- MATERIAL PROVIDED:
..........

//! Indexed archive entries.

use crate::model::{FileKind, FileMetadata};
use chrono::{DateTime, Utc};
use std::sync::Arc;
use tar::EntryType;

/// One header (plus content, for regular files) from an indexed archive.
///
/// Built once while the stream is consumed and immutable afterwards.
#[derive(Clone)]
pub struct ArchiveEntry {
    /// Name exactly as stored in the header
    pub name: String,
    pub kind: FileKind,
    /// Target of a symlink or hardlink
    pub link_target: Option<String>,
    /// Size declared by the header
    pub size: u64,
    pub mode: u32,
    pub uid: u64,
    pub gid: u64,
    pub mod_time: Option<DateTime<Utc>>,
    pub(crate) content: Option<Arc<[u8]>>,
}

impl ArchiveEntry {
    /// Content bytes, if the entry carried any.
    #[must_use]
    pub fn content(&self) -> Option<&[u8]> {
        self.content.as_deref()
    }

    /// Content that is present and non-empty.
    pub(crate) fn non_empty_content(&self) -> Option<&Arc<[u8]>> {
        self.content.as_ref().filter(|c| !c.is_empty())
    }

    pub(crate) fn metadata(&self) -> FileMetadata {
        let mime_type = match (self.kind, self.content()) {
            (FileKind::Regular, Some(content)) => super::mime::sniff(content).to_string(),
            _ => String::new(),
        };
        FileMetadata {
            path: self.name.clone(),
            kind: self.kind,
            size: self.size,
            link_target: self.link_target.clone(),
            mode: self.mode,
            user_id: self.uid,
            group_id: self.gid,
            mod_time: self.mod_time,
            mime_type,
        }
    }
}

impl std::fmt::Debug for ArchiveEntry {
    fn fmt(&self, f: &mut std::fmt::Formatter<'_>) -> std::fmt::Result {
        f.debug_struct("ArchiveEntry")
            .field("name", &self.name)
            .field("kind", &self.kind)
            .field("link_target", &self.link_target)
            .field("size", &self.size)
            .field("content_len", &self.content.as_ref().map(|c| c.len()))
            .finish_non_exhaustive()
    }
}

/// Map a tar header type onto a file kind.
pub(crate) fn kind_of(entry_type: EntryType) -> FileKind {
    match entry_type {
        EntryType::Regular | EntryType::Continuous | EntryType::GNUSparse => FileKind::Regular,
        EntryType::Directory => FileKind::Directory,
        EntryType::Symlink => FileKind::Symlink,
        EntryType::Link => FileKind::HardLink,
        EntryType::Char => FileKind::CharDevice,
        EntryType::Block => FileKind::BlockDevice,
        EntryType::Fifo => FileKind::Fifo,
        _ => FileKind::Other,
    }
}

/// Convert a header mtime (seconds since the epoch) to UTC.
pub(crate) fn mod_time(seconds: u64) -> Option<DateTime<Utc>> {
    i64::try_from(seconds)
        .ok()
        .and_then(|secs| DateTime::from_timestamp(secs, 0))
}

..........

- PROBLEM TO SOLVE:
Answer with one number, namely how many lines of the material hold the string "EntryType".

- TASK OUTPUT:
9